As the UK's first maternity clinic for rape and sexual assault victims opens, BBC News speaks to three victims - two of whom helped design the clinic.
'I cried and cried hysterically'
Kim, 28, had her first child in a Birmingham hospital last year. She helped design how the clinic would operate.
Kim said: "During labour, I couldn't stand being physically out of control and I wouldn't let the contractions come. I couldn't give into the process of labour, because I felt that I needed to fight back this time, now that something else was in control of my body. The midwife was shouting at me about why I was stopping my contractions and that I wasn't normal and it wasn't natural to be doing that. But I couldn't help it.
"Eventually I started crying and shouted back at her about what had happened. I cried and cried hysterically, forever, and after I'd got it out of my system and let out what had happened from my mouth, like magic, my whole body began to open up.
"The rest of the labour went smoothly. I needed to open up mentally to open up physically. If only this clinic had been around when I had my baby. It would have saved us both so much agony.
"At one point I kept trying to close my legs because I was reacting to the flashbacks of the rape I was experiencing. Three midwives had to prise them apart because they said my baby only had a quarter of the space he needed to come out into the world. I cared about his first few hours in the world and I wanted to open my legs so he'd have more space, but I couldn't do it.
"I desperately needed a clinic where people understood that, and where we could both be looked after before, during, and after. I can't believe this hasn't existed before. I am so glad that My Body Back project's maternity clinic is starting. It will mean that countless more women will not go through what I went through in future."
'I started hallucinating, seeing my rapist'
Melanie (name changed for confidentiality), aged 37, had her baby two years ago.
She said: "I was slow to bond with my daughter because I was in such an emotional state for weeks after she was born. I had nightmares for months and I was grateful she wouldn't let me sleep at night. I still wonder how this affected her early emotional development. I feel angry that my rapist was allowed to do that to her and there was nothing to protect us from that.
"I was given gas and air whilst in labour and I started hallucinating, seeing the man who had attacked me in the room. I managed to articulate what was happening to my husband, but he didn't know what to do. He wasn't equipped to deal with it at all, and there was no-one else in the room who was either. I was terrified and screaming. Nobody asked me; I wish I'd had some control.

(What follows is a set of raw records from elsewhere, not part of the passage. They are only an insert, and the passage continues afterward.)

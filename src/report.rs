//! Brand sentiment report rendering and persistence
//!
//! The report layout is fixed: every field goes verbatim into its slot and
//! no section is ever omitted.

use chrono::{DateTime, Local, SubsecRound, TimeDelta};
use schemars::JsonSchema;
use serde::{Deserialize, Serialize};
use std::path::{Path, PathBuf};
use thiserror::Error;
use tracing::info;

/// Arguments of the `generate_report` action.
#[derive(Debug, Clone, PartialEq, Serialize, Deserialize, JsonSchema)]
pub struct ReportRequest {
    /// Brand under analysis, used verbatim in the title and filename
    pub brand_name: String,
    /// Overall sentiment index, 0-100
    pub sentiment_score: i64,
    /// Strategic summary of the findings
    pub summary: String,
    /// Risk assessment
    pub risks: String,
    /// Growth opportunities
    pub opportunities: String,
    /// Verbatim user quotes, each with its source platform
    pub real_quotes: String,
    /// Long-form analysis of the underlying causes
    pub deep_analysis: String,
    /// URLs of every page consulted
    pub sources: String,
}

#[derive(Debug, Clone, Copy, PartialEq, Eq)]
pub enum RatingTier {
    A,
    B,
    C,
    D,
}

impl RatingTier {
    pub fn from_score(score: i64) -> Self {
        match score {
            s if s >= 80 => RatingTier::A,
            s if s >= 60 => RatingTier::B,
            s if s >= 40 => RatingTier::C,
            _ => RatingTier::D,
        }
    }

    pub fn rating(&self) -> &'static str {
        match self {
            RatingTier::A => "Positive (Tier A)",
            RatingTier::B => "Neutral (Tier B)",
            RatingTier::C => "Volatile (Tier C)",
            RatingTier::D => "Negative (Tier D)",
        }
    }

    pub fn trend(&self) -> &'static str {
        match self {
            RatingTier::A => "Bullish",
            RatingTier::B => "Stable",
            RatingTier::C => "Volatile",
            RatingTier::D => "Bearish",
        }
    }
}

/// Section headings, in document order.
pub const SECTIONS: [&str; 7] = [
    "## 1. Executive Dashboard",
    "## 2. Strategic Summary",
    "## 3. Deep Dive Analysis",
    "## 4. Risk Assessment",
    "## 5. Growth Opportunities",
    "## 6. Verbatim Feedback",
    "## 7. Data References",
];

/// Render the report document.
pub fn render(request: &ReportRequest, generated_at: &DateTime<Local>) -> String {
    let tier = RatingTier::from_score(request.sentiment_score);
    let [dashboard, summary, deep_dive, risks, opportunities, quotes, references] = SECTIONS;

    format!(
        "# [REPORT] {brand} Commercial Sentiment Analysis\n\
         \n\
         **Date:** {date}  \n\
         **Source:** Brand Research Agent  \n\
         **Classification:** INTERNAL USE ONLY  \n\
         \n\
         ---\n\
         \n\
         {dashboard}\n\
         \n\
         | Metric | Value | Rating | Trend |\n\
         | :--- | :--- | :--- | :--- |\n\
         | **Sentiment Index** | **{score}/100** | {rating} | {trend} |\n\
         | **Data Sample** | Multi-channel | Validated | - |\n\
         \n\
         ---\n\
         \n\
         {summary}\n\
         {summary_text}\n\
         \n\
         ---\n\
         \n\
         {deep_dive}\n\
         {deep_text}\n\
         \n\
         ---\n\
         \n\
         {risks}\n\
         {risks_text}\n\
         \n\
         ---\n\
         \n\
         {opportunities}\n\
         {opportunities_text}\n\
         \n\
         ---\n\
         \n\
         {quotes}\n\
         {quotes_text}\n\
         \n\
         ---\n\
         \n\
         {references}\n\
         {sources_text}\n\
         \n\
         ---\n\
         *Generated by the brand research agent. Automated analysis.*\n",
        brand = request.brand_name,
        date = generated_at.format("%Y-%m-%d %H:%M:%S"),
        score = request.sentiment_score,
        rating = tier.rating(),
        trend = tier.trend(),
        summary_text = request.summary,
        deep_text = request.deep_analysis,
        risks_text = request.risks,
        opportunities_text = request.opportunities,
        quotes_text = request.real_quotes,
        sources_text = request.sources,
    )
}

#[derive(Error, Debug)]
pub enum ReportError {
    #[error("IO error: cannot create report directory {}: {source}", path.display())]
    CreateDir {
        path: PathBuf,
        #[source]
        source: std::io::Error,
    },

    #[error("IO error: cannot write report {}: {source}", path.display())]
    Write {
        path: PathBuf,
        #[source]
        source: std::io::Error,
    },
}

/// Writes reports into one directory with strictly increasing timestamps.
#[derive(Debug)]
pub struct ReportWriter {
    dir: PathBuf,
    last_stamp: Option<DateTime<Local>>,
}

impl ReportWriter {
    pub fn new(dir: impl Into<PathBuf>) -> Self {
        Self {
            dir: dir.into(),
            last_stamp: None,
        }
    }

    pub fn dir(&self) -> &Path {
        &self.dir
    }

    /// Render and save `request`, returning the absolute path written.
    pub async fn persist(&mut self, request: &ReportRequest) -> Result<PathBuf, ReportError> {
        self.persist_at(request, Local::now()).await
    }

    async fn persist_at(
        &mut self,
        request: &ReportRequest,
        now: DateTime<Local>,
    ) -> Result<PathBuf, ReportError> {
        let stamp = self.next_stamp(now);

        tokio::fs::create_dir_all(&self.dir)
            .await
            .map_err(|source| ReportError::CreateDir {
                path: self.dir.clone(),
                source,
            })?;

        let filename = format!(
            "Report_{}_{}.md",
            file_safe(&request.brand_name),
            stamp.format("%Y%m%d_%H%M%S")
        );
        let path = self.dir.join(filename);
        let path = std::path::absolute(&path).unwrap_or(path);

        tokio::fs::write(&path, render(request, &stamp))
            .await
            .map_err(|source| ReportError::Write {
                path: path.clone(),
                source,
            })?;

        info!("Report generated: {}", path.display());
        Ok(path)
    }

    /// Second-resolution timestamp, bumped past the previous one if needed.
    fn next_stamp(&mut self, now: DateTime<Local>) -> DateTime<Local> {
        let mut stamp = now.trunc_subsecs(0);
        if let Some(last) = self.last_stamp
            && stamp <= last
        {
            stamp = last + TimeDelta::seconds(1);
        }
        self.last_stamp = Some(stamp);
        stamp
    }
}

/// Replace characters no filesystem accepts in a file name.
fn file_safe(name: &str) -> String {
    name.chars()
        .map(|c| match c {
            '/' | '\\' | ':' | '*' | '?' | '"' | '<' | '>' | '|' => '_',
            c if c.is_control() => '_',
            c => c,
        })
        .collect()
}

#[cfg(test)]
mod tests {
    use super::*;

    fn request(score: i64) -> ReportRequest {
        ReportRequest {
            brand_name: "Luckin Coffee".into(),
            sentiment_score: score,
            summary: "SUMMARY-BODY".into(),
            risks: "RISKS-BODY".into(),
            opportunities: "OPPORTUNITIES-BODY".into(),
            real_quotes: "> \"9.9 is back\" (Weibo user)".into(),
            deep_analysis: "DEEP-BODY".into(),
            sources: "https://weibo.com/1".into(),
        }
    }

    #[test]
    fn tier_boundaries() {
        let cases = [
            (100, RatingTier::A, "Bullish"),
            (80, RatingTier::A, "Bullish"),
            (79, RatingTier::B, "Stable"),
            (60, RatingTier::B, "Stable"),
            (59, RatingTier::C, "Volatile"),
            (40, RatingTier::C, "Volatile"),
            (39, RatingTier::D, "Bearish"),
            (-5, RatingTier::D, "Bearish"),
        ];
        for (score, tier, trend) in cases {
            assert_eq!(RatingTier::from_score(score), tier, "score {score}");
            assert_eq!(tier.trend(), trend);
        }
    }

    #[test]
    fn all_sections_in_fixed_order() {
        let doc = render(&request(72), &Local::now());

        let mut cursor = 0;
        for heading in SECTIONS {
            let pos = doc[cursor..]
                .find(heading)
                .unwrap_or_else(|| panic!("{heading} missing or out of order"));
            cursor += pos + heading.len();
        }
        assert!(doc.contains("| **Sentiment Index** | **72/100** | Neutral (Tier B) | Stable |"));
        assert!(doc.contains("> \"9.9 is back\" (Weibo user)"));
    }

    #[test]
    fn fields_land_in_their_own_section() {
        let doc = render(&request(50), &Local::now());
        let after = |heading: &str| doc.find(heading).unwrap();
        let at = |body: &str| doc.find(body).unwrap();

        assert!(after(SECTIONS[1]) < at("SUMMARY-BODY"));
        assert!(at("SUMMARY-BODY") < after(SECTIONS[2]));
        assert!(after(SECTIONS[2]) < at("DEEP-BODY"));
        assert!(after(SECTIONS[3]) < at("RISKS-BODY"));
        assert!(after(SECTIONS[4]) < at("OPPORTUNITIES-BODY"));
    }

    #[tokio::test]
    async fn persists_into_created_directory() {
        let tmp = tempfile::tempdir().unwrap();
        let dir = tmp.path().join("reports").join("nested");
        let mut writer = ReportWriter::new(&dir);

        let path = writer.persist(&request(85)).await.unwrap();

        assert!(path.is_absolute());
        assert!(path.starts_with(std::path::absolute(&dir).unwrap()));
        let name = path.file_name().unwrap().to_string_lossy().into_owned();
        assert!(name.starts_with("Report_Luckin Coffee_"), "{name}");
        assert!(name.ends_with(".md"));
        let written = std::fs::read_to_string(&path).unwrap();
        assert!(written.contains("Positive (Tier A)"));
    }

    #[tokio::test]
    async fn timestamps_strictly_increase_within_a_run() {
        let tmp = tempfile::tempdir().unwrap();
        let mut writer = ReportWriter::new(tmp.path());
        let now = Local::now();

        let first = writer.persist_at(&request(60), now).await.unwrap();
        let second = writer.persist_at(&request(60), now).await.unwrap();
        let third = writer.persist(&request(60)).await.unwrap();

        assert_ne!(first, second);
        let names: Vec<String> = [first, second, third]
            .iter()
            .map(|p| p.file_name().unwrap().to_string_lossy().into_owned())
            .collect();
        assert!(names[0] < names[1], "{names:?}");
        assert!(names[1] < names[2], "{names:?}");
    }

    #[tokio::test]
    async fn unusable_directory_is_an_io_error() {
        let tmp = tempfile::tempdir().unwrap();
        let blocker = tmp.path().join("not_a_dir");
        std::fs::write(&blocker, "file").unwrap();
        let mut writer = ReportWriter::new(blocker.join("reports"));

        let err = writer.persist(&request(10)).await.unwrap_err();
        assert!(matches!(err, ReportError::CreateDir { .. }));
        assert!(err.to_string().starts_with("IO error: cannot create report directory"));
    }

    #[test]
    fn filename_keeps_brand_but_not_separators() {
        assert_eq!(file_safe("瑞幸 Luckin"), "瑞幸 Luckin");
        assert_eq!(file_safe("A/B:C"), "A_B_C");
    }
}
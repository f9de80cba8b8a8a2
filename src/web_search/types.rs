//! Data structures for search results

use std::fmt;

/// One result item as shown to the reasoning model.
#[derive(Debug, Clone, PartialEq, Eq)]
pub struct SearchResult {
    /// Zero-based rank on the results page; also the index `click` accepts.
    pub rank: usize,
    /// Single-line, truncated visible text of the item.
    pub text: String,
}

impl fmt::Display for SearchResult {
    fn fmt(&self, f: &mut fmt::Formatter<'_>) -> fmt::Result {
        write!(f, "[{}] {}...", self.rank, self.text)
    }
}

/// How a `search` call ended.
#[derive(Debug, Clone, PartialEq, Eq)]
pub enum SearchOutcome {
    /// An engine produced results.
    Results {
        engine: &'static str,
        used_fallback: bool,
        items: Vec<SearchResult>,
    },
    /// The requested engine was already the fallback one and found nothing.
    NoResults { engine: &'static str },
    /// Both the requested engine and the fallback engine found nothing.
    Exhausted {
        primary: &'static str,
        fallback: &'static str,
    },
}

impl SearchOutcome {
    pub fn is_success(&self) -> bool {
        matches!(self, SearchOutcome::Results { .. })
    }
}

impl fmt::Display for SearchOutcome {
    fn fmt(&self, f: &mut fmt::Formatter<'_>) -> fmt::Result {
        match self {
            SearchOutcome::Results {
                engine,
                used_fallback,
                items,
            } => {
                if *used_fallback {
                    write!(f, "[{} (fallback)] search results:", engine)?;
                } else {
                    write!(f, "[{}] search results:", engine)?;
                }
                for item in items {
                    write!(f, "\n{}", item)?;
                }
                Ok(())
            }
            SearchOutcome::NoResults { engine } => {
                write!(f, "Search failed: [{}] returned no results.", engine)
            }
            SearchOutcome::Exhausted { primary, fallback } => write!(
                f,
                "Search failed: neither [{}] nor the fallback engine [{}] returned results.",
                primary, fallback
            ),
        }
    }
}

#[cfg(test)]
mod tests {
    use super::*;

    #[test]
    fn results_render_as_indexed_list() {
        let outcome = SearchOutcome::Results {
            engine: "bing",
            used_fallback: false,
            items: vec![
                SearchResult {
                    rank: 0,
                    text: "Luckin Coffee official site".into(),
                },
                SearchResult {
                    rank: 1,
                    text: "Luckin Coffee - Wikipedia".into(),
                },
            ],
        };
        assert_eq!(
            outcome.to_string(),
            "[bing] search results:\n[0] Luckin Coffee official site...\n[1] Luckin Coffee - Wikipedia..."
        );
    }

    #[test]
    fn fallback_results_are_marked() {
        let outcome = SearchOutcome::Results {
            engine: "duckduckgo",
            used_fallback: true,
            items: vec![],
        };
        assert!(outcome.to_string().starts_with("[duckduckgo (fallback)]"));
        assert!(outcome.is_success());
    }
}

"I feel my rapist was allowed to hijack the birth of my child because no-one stopped enough to care. I had to explain to every different staff member that I had been attacked. I was also not coping well with strangers touching me and I felt that the staff were blaming me for being oversensitive. I wish that they were equipped to deal with what I would experience, that my body was respected and I didn't have to debate it.
"For the last year I have been thinking that I would love one more baby but that I couldn't have one because I didn't want to risk this happening again. I am so over the moon that this clinic is happening, this allows me and my husband to have another child in safety."

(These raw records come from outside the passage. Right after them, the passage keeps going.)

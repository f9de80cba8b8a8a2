//! Per-site expansion procedures
//!
//! Each platform hides long-form text and comments behind its own controls.
//! A strategy is a short list of best-effort steps; a step that finds nothing
//! to act on is logged and skipped.

use async_trait::async_trait;
use tracing::debug;

use crate::browser::{Locator, PageDriver};
use crate::utils::constants::{EXPAND_CLICK_TIMEOUT, EXPAND_SCROLL_TIMEOUT, SETTLE_TIMEOUT};

/// Reveals hidden or lazily loaded content on the current page.
#[async_trait]
pub trait ExpansionStrategy: Send + Sync {
    fn name(&self) -> &str;

    /// Whether this strategy applies to pages on `host`.
    fn matches(&self, host: &str) -> bool;

    /// Run the expansion. Returns how many steps had an effect.
    async fn expand(&self, page: &dyn PageDriver) -> usize;
}

#[derive(Debug, Clone, Copy, PartialEq, Eq)]
pub enum ExpandStep {
    /// Click the first match of a CSS selector
    ClickSelector(&'static str),
    /// Click the first element whose text equals (or contains) `text`
    ClickText { text: &'static str, exact: bool },
    /// Scroll the window down by a fixed offset to trigger lazy loading
    ScrollBy(i64),
    /// Bring the first match of a selector into view
    ScrollIntoView(&'static str),
    /// Wait for the page to report it has finished loading
    Settle,
}

impl ExpandStep {
    /// Run one step; `false` when there was nothing to act on.
    pub async fn apply(&self, page: &dyn PageDriver) -> bool {
        let result = match self {
            ExpandStep::ClickSelector(selector) => {
                page.click(&Locator::css(*selector), EXPAND_CLICK_TIMEOUT).await
            }
            ExpandStep::ClickText { text, exact } => {
                page.click(&Locator::text(*text, *exact), EXPAND_CLICK_TIMEOUT).await
            }
            ExpandStep::ScrollBy(dy) => page.scroll_by(0, *dy).await,
            ExpandStep::ScrollIntoView(selector) => {
                page.scroll_into_view(&Locator::css(*selector), EXPAND_SCROLL_TIMEOUT)
                    .await
            }
            ExpandStep::Settle => page.wait_until_settled(SETTLE_TIMEOUT).await.map(|_| ()),
        };

        match result {
            Ok(()) => true,
            Err(e) => {
                debug!("Expand step {:?} skipped: {}", self, e);
                false
            }
        }
    }
}

/// A fixed step list bound to one site's host.
#[derive(Debug, Clone)]
pub struct SiteStrategy {
    name: &'static str,
    /// Registrable domain; subdomains match too
    domain: &'static str,
    steps: &'static [ExpandStep],
}

impl SiteStrategy {
    pub const fn new(name: &'static str, domain: &'static str, steps: &'static [ExpandStep]) -> Self {
        Self { name, domain, steps }
    }
}

#[async_trait]
impl ExpansionStrategy for SiteStrategy {
    fn name(&self) -> &str {
        self.name
    }

    fn matches(&self, host: &str) -> bool {
        host == self.domain
            || host
                .strip_suffix(self.domain)
                .is_some_and(|prefix| prefix.ends_with('.'))
    }

    async fn expand(&self, page: &dyn PageDriver) -> usize {
        run_steps(page, self.steps).await
    }
}

/// Applies on every page, after any site strategy.
#[derive(Debug, Clone, Default)]
pub struct GenericExpansion;

#[async_trait]
impl ExpansionStrategy for GenericExpansion {
    fn name(&self) -> &str {
        "generic"
    }

    fn matches(&self, _host: &str) -> bool {
        true
    }

    async fn expand(&self, page: &dyn PageDriver) -> usize {
        run_steps(page, GENERIC_STEPS).await
    }
}

async fn run_steps(page: &dyn PageDriver, steps: &[ExpandStep]) -> usize {
    let mut applied = 0;
    for step in steps {
        if step.apply(page).await {
            applied += 1;
        }
    }
    applied
}

pub const BILIBILI_STEPS: &[ExpandStep] = &[
    ExpandStep::ClickSelector(".desc-info .toggle-btn"),
    ExpandStep::ScrollBy(500),
];

pub const XIAOHONGSHU_STEPS: &[ExpandStep] = &[
    ExpandStep::ClickSelector(".content-container .expand-btn"),
    ExpandStep::ScrollIntoView(".comments-container"),
];

pub const WEIBO_STEPS: &[ExpandStep] = &[
    ExpandStep::ClickSelector("a[action-type='fl_unfold']"),
    ExpandStep::ClickText {
        text: "评论",
        exact: false,
    },
    ExpandStep::ScrollBy(800),
    ExpandStep::Settle,
    ExpandStep::ClickText {
        text: "查看更多",
        exact: false,
    },
];

pub const GENERIC_STEPS: &[ExpandStep] = &[
    ExpandStep::ClickText {
        text: "展开",
        exact: true,
    },
    ExpandStep::ClickText {
        text: "Show more",
        exact: true,
    },
    ExpandStep::ClickText {
        text: "Read more",
        exact: true,
    },
];

/// Strategies for the supported social and video platforms.
pub fn builtin_strategies() -> Vec<SiteStrategy> {
    vec![
        SiteStrategy::new("bilibili", "bilibili.com", BILIBILI_STEPS),
        SiteStrategy::new("xiaohongshu", "xiaohongshu.com", XIAOHONGSHU_STEPS),
        SiteStrategy::new("weibo", "weibo.com", WEIBO_STEPS),
    ]
}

'Talked to like I was a terrible mother'
Jessica, 34, had her first child two years ago in a London hospital. She also helped design how the new clinic would operate.
She said: "Once you become pregnant, there is this assumption that everyone has access to your body. If you say no to that, you are considered a bad mother who puts herself before her baby. But I know I have to look after myself if I am to be mentally able enough to look after my child when she is born.

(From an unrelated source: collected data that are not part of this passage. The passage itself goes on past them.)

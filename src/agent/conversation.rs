//! Conversation history shared between the orchestrator and the reasoning provider

use serde::{Deserialize, Serialize};
use serde_json::Value;

/// One action the reasoning provider asked for.
#[derive(Debug, Clone, PartialEq, Serialize, Deserialize)]
pub struct ActionRequest {
    /// Correlation id echoed back on the matching tool result
    pub id: String,
    pub name: String,
    /// Argument object; `{}` when the provider sent nothing usable
    pub arguments: Value,
}

impl ActionRequest {
    pub fn new(id: impl Into<String>, name: impl Into<String>, arguments: Value) -> Self {
        Self {
            id: id.into(),
            name: name.into(),
            arguments,
        }
    }
}

#[derive(Debug, Clone, PartialEq, Serialize, Deserialize)]
#[serde(tag = "role", rename_all = "snake_case")]
pub enum Message {
    System {
        content: String,
    },
    Human {
        content: String,
    },
    Assistant {
        content: String,
        #[serde(default)]
        actions: Vec<ActionRequest>,
    },
    ToolResult {
        id: String,
        name: String,
        content: String,
    },
}

impl Message {
    pub fn human(content: impl Into<String>) -> Self {
        Message::Human {
            content: content.into(),
        }
    }

    pub fn assistant(content: impl Into<String>, actions: Vec<ActionRequest>) -> Self {
        Message::Assistant {
            content: content.into(),
            actions,
        }
    }

    pub fn tool_result(request: &ActionRequest, content: impl Into<String>) -> Self {
        Message::ToolResult {
            id: request.id.clone(),
            name: request.name.clone(),
            content: content.into(),
        }
    }
}

/// Append-only message log.
#[derive(Debug, Clone, Default, PartialEq, Serialize, Deserialize)]
pub struct Conversation {
    messages: Vec<Message>,
}

impl Conversation {
    pub fn new() -> Self {
        Self::default()
    }

    pub fn push(&mut self, message: Message) {
        self.messages.push(message);
    }

    pub fn extend(&mut self, messages: impl IntoIterator<Item = Message>) {
        self.messages.extend(messages);
    }

    pub fn messages(&self) -> &[Message] {
        &self.messages
    }

    pub fn last(&self) -> Option<&Message> {
        self.messages.last()
    }

    pub fn len(&self) -> usize {
        self.messages.len()
    }

    pub fn is_empty(&self) -> bool {
        self.messages.is_empty()
    }

    /// Action requests carried by the latest message, if it is an assistant turn.
    pub fn pending_actions(&self) -> &[ActionRequest] {
        match self.messages.last() {
            Some(Message::Assistant { actions, .. }) => actions,
            _ => &[],
        }
    }
}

"Pregnancy meant I was no longer asked for consent, because they assumed I already consented to everything anyway and that's how I got pregnant. The thinking is so patriarchal. It's no surprise, because our hospitals and the health system have been set up by men. There's this idea that because they have a qualification they have access to you and your body, and it doesn't matter about you or your life.
"At 12 weeks I was told I had to have a transvaginal scan. I didn't want it because I was raped when I was 13 years old. I said I didn't want it but no-one listened to that, and I was talked to like I was a really terrible mother for not having this scan. Then when I experienced flashbacks as they did it, someone said: 'Why are you becoming hysterical? You need to calm down.'
"It was as if the entire thing was my fault. The whole thing was based on victim blaming. I felt it was another way I was being blamed, again, for having been raped. It turned out that the scan wasn't required at all for my baby, and it was to do with research to do with the length of cervixes."
Woman can self-refer themselves at the My Body Back Maternity Clinic, which is run by Barts Health NHS Trust, external and the My Body Back, external project at The Royal London Hospital.